(Entries provided begins)

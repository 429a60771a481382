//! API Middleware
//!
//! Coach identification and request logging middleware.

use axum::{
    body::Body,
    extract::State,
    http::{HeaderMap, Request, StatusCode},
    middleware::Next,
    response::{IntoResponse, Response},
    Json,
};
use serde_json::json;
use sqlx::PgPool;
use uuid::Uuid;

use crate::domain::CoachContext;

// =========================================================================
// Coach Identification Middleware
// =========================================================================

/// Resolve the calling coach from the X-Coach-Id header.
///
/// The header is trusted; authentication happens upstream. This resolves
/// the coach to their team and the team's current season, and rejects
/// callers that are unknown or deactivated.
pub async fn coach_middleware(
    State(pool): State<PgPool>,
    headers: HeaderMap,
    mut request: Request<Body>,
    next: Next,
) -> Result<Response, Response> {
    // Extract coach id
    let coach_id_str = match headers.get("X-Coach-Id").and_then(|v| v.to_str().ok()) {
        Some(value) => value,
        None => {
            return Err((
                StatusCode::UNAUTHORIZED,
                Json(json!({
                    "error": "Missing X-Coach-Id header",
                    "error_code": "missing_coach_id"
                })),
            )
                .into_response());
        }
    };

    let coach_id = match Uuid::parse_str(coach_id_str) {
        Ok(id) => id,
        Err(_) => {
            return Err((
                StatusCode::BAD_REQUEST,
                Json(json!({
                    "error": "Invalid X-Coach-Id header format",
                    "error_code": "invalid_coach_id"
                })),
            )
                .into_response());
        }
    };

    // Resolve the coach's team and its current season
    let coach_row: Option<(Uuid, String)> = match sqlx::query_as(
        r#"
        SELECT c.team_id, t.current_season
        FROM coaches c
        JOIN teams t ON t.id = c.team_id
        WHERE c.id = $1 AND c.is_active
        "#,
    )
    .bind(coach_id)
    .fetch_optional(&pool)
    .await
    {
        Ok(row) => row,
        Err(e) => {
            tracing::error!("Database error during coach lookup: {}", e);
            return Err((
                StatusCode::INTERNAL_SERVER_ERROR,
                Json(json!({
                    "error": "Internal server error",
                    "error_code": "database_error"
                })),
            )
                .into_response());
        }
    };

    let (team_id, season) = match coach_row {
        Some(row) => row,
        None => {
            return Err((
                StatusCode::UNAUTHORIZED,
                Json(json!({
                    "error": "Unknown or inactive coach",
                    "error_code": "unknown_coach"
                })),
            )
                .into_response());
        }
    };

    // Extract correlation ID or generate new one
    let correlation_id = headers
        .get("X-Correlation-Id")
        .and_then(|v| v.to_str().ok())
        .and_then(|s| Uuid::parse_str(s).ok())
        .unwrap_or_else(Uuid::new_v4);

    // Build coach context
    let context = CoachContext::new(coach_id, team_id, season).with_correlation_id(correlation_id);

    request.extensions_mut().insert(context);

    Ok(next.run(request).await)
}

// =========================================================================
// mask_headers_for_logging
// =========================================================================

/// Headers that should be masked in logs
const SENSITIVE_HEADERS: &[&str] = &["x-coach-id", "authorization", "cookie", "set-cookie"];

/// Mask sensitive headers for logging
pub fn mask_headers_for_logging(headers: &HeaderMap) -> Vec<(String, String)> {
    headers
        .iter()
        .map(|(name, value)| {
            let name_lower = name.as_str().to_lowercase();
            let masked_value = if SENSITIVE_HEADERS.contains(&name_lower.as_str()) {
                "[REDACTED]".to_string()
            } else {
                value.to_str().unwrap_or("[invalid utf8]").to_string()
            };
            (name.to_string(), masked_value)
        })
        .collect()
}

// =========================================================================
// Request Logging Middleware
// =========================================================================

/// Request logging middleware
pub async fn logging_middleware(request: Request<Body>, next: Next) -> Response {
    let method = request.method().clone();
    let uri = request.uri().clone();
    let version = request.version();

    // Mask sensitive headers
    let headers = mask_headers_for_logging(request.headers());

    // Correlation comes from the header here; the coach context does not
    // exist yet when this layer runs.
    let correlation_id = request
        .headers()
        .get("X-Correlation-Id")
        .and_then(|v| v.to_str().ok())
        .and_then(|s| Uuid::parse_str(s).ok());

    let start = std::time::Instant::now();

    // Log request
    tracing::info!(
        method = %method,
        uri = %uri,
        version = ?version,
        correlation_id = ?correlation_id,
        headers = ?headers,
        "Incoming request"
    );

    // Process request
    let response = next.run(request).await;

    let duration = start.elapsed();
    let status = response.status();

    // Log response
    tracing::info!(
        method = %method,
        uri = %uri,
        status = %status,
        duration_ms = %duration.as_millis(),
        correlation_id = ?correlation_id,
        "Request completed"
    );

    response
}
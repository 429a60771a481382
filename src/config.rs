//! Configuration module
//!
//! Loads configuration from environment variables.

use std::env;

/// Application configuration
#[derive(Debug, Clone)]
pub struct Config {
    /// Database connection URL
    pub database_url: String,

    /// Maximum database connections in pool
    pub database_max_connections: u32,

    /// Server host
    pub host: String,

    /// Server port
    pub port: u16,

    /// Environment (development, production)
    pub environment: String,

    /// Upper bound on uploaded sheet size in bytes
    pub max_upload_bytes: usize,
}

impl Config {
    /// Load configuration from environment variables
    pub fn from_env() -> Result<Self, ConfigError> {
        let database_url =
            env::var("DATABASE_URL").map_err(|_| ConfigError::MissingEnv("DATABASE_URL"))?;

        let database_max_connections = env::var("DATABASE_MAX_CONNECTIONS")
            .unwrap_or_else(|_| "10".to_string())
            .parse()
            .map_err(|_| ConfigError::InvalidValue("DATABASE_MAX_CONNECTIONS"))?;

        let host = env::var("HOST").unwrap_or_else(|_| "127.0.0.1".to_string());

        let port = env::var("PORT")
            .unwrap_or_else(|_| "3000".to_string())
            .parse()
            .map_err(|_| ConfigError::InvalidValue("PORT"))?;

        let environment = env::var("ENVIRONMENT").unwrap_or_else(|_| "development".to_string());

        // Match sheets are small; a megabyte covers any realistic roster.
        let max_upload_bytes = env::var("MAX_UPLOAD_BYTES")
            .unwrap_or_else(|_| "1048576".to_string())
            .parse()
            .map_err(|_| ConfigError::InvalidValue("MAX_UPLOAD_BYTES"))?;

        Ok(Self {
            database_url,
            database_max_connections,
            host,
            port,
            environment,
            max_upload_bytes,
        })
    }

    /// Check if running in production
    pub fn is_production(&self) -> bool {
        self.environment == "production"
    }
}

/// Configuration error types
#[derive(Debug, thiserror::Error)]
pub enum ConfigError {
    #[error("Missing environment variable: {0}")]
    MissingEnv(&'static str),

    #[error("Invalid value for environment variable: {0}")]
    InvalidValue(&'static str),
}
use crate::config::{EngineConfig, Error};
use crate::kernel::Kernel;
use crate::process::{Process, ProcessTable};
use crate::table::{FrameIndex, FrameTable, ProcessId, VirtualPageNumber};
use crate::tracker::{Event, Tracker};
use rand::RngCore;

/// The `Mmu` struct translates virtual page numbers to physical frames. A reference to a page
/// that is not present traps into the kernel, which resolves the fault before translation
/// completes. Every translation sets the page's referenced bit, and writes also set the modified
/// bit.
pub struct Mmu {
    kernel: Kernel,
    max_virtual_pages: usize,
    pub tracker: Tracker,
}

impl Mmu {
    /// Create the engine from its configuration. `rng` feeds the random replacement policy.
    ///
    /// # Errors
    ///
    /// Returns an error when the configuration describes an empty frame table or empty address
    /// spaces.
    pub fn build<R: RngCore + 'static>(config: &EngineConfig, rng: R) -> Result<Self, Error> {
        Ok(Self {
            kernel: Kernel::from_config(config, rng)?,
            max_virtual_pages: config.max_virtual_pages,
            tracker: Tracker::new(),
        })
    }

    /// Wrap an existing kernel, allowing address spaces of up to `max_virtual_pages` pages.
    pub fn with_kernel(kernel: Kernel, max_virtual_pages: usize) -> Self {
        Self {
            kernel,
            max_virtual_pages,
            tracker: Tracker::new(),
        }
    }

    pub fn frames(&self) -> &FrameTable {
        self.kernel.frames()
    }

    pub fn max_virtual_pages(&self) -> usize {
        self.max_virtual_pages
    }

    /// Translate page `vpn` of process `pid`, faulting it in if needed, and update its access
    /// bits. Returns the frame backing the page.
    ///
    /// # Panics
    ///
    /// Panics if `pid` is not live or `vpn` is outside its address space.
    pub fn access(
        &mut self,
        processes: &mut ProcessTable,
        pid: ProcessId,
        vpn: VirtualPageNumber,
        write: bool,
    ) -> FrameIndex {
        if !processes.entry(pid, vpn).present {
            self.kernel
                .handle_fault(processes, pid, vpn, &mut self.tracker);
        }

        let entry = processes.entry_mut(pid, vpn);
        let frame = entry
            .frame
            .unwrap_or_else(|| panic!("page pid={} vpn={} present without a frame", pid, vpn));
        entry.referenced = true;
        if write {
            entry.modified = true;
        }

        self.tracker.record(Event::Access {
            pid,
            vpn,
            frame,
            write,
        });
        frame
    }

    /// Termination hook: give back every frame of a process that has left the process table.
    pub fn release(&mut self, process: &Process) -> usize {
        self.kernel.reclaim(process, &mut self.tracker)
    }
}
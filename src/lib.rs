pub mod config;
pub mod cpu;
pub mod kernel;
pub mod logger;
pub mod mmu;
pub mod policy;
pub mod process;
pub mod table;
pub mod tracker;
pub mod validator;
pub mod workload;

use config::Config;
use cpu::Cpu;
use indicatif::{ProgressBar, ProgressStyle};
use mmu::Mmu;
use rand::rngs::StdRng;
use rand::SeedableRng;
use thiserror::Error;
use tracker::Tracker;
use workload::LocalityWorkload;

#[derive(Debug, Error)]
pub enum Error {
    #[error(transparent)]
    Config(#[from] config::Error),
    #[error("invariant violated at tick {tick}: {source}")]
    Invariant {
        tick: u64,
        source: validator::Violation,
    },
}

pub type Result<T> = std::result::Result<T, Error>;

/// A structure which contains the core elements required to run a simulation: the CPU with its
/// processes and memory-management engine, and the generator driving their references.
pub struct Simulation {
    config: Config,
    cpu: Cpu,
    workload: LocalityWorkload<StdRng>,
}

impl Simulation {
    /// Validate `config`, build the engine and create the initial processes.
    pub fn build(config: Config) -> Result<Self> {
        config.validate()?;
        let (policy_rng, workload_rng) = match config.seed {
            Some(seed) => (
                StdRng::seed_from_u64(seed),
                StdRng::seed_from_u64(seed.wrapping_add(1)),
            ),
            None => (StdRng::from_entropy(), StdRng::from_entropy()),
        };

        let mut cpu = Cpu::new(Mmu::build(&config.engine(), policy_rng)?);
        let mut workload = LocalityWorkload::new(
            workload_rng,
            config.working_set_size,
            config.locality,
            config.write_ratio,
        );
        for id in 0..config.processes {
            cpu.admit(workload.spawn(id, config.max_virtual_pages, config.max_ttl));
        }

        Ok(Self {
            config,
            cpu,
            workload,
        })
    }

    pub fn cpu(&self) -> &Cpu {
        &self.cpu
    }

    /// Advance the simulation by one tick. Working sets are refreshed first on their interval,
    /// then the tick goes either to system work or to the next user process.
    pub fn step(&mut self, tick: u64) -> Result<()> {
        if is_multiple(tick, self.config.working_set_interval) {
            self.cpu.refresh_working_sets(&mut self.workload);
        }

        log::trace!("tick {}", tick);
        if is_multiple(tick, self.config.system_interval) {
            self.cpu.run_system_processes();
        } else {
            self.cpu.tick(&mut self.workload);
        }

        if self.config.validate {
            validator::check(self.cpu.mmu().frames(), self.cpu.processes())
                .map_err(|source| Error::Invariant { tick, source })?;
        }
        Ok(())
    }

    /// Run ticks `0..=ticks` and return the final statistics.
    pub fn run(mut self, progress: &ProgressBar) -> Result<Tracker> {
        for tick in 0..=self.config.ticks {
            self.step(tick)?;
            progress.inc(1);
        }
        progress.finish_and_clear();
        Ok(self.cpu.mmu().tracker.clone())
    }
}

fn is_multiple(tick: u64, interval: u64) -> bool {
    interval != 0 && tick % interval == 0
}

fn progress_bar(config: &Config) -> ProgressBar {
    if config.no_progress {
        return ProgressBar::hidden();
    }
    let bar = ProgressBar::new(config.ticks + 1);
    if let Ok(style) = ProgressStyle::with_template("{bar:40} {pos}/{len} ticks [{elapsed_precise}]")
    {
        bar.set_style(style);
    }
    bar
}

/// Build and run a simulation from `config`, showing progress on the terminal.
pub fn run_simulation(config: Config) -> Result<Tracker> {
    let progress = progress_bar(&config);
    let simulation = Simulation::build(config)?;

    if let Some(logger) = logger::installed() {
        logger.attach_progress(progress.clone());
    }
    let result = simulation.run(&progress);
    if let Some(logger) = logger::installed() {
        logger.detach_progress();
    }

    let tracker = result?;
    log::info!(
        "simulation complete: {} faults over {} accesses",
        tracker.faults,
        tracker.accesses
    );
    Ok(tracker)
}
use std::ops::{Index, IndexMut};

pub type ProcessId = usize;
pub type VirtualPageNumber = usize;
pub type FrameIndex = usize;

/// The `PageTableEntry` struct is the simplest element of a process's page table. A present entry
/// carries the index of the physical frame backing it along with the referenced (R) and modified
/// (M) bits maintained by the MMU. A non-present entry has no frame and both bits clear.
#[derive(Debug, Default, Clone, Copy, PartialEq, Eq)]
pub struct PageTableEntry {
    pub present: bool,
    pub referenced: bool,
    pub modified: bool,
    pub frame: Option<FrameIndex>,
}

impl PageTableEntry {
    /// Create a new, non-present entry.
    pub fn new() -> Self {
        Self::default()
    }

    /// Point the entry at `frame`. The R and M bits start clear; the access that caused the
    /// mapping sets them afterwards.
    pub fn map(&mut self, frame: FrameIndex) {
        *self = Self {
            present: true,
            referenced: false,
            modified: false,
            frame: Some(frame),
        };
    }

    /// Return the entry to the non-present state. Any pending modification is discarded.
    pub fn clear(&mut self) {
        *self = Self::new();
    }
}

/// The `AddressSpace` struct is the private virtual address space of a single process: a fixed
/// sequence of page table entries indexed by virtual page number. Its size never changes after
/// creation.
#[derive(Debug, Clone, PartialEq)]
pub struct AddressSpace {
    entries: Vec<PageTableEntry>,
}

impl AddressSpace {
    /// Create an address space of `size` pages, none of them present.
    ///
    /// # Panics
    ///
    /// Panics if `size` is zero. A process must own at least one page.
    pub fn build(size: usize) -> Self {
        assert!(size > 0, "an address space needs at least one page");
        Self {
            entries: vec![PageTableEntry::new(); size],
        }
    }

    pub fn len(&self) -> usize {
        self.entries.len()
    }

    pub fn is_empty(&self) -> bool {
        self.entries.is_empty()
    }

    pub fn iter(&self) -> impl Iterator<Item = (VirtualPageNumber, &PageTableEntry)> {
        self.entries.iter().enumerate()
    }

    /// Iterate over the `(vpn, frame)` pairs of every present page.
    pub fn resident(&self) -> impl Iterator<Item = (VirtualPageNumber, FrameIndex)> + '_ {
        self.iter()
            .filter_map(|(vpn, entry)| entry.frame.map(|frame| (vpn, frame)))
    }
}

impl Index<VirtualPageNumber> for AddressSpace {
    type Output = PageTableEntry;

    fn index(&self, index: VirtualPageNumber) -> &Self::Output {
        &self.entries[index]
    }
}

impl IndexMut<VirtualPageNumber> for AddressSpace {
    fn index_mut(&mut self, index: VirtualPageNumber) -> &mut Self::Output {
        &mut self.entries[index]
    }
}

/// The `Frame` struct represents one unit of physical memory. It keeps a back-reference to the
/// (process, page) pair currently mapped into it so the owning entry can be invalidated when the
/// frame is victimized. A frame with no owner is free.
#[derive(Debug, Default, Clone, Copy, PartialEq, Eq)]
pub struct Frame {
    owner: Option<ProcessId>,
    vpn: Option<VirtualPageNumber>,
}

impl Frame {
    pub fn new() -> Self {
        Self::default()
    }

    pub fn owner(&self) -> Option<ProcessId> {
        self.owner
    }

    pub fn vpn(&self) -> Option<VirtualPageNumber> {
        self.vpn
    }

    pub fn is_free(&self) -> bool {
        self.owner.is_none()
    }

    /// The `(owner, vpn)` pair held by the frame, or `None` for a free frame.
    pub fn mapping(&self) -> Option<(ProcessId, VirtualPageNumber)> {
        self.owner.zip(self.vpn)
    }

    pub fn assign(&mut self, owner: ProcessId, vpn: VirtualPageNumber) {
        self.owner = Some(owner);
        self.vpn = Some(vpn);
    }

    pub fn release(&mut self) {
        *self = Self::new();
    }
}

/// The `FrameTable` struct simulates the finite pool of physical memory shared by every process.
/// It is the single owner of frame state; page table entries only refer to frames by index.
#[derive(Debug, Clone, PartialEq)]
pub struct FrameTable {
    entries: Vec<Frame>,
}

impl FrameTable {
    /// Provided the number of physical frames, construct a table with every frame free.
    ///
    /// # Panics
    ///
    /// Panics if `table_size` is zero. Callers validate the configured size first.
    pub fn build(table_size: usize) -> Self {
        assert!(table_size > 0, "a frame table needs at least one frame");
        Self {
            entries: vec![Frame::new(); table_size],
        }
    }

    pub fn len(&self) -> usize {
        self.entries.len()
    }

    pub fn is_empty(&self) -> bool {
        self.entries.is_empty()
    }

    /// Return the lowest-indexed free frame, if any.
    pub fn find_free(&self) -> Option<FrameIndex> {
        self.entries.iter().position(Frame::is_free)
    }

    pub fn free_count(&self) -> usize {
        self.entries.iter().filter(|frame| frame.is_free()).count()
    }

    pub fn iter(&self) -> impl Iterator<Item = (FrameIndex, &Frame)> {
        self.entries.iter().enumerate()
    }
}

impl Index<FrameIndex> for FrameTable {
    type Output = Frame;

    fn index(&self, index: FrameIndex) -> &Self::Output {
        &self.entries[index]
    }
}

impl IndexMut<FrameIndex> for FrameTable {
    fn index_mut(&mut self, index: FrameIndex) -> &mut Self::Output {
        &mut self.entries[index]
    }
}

(Entries provided ends)

Repeat, exactly as they stand above, the lines from the line with "Extract coach id" to the line with "JOIN teams t ON t.id = c.team_id", both lines included.

Task output:
    // Extract coach id
    let coach_id_str = match headers.get("X-Coach-Id").and_then(|v| v.to_str().ok()) {
        Some(value) => value,
        None => {
            return Err((
                StatusCode::UNAUTHORIZED,
                Json(json!({
                    "error": "Missing X-Coach-Id header",
                    "error_code": "missing_coach_id"
                })),
            )
                .into_response());
        }
    };

    let coach_id = match Uuid::parse_str(coach_id_str) {
        Ok(id) => id,
        Err(_) => {
            return Err((
                StatusCode::BAD_REQUEST,
                Json(json!({
                    "error": "Invalid X-Coach-Id header format",
                    "error_code": "invalid_coach_id"
                })),
            )
                .into_response());
        }
    };

    // Resolve the coach's team and its current season
    let coach_row: Option<(Uuid, String)> = match sqlx::query_as(
        r#"
        SELECT c.team_id, t.current_season
        FROM coaches c
        JOIN teams t ON t.id = c.team_id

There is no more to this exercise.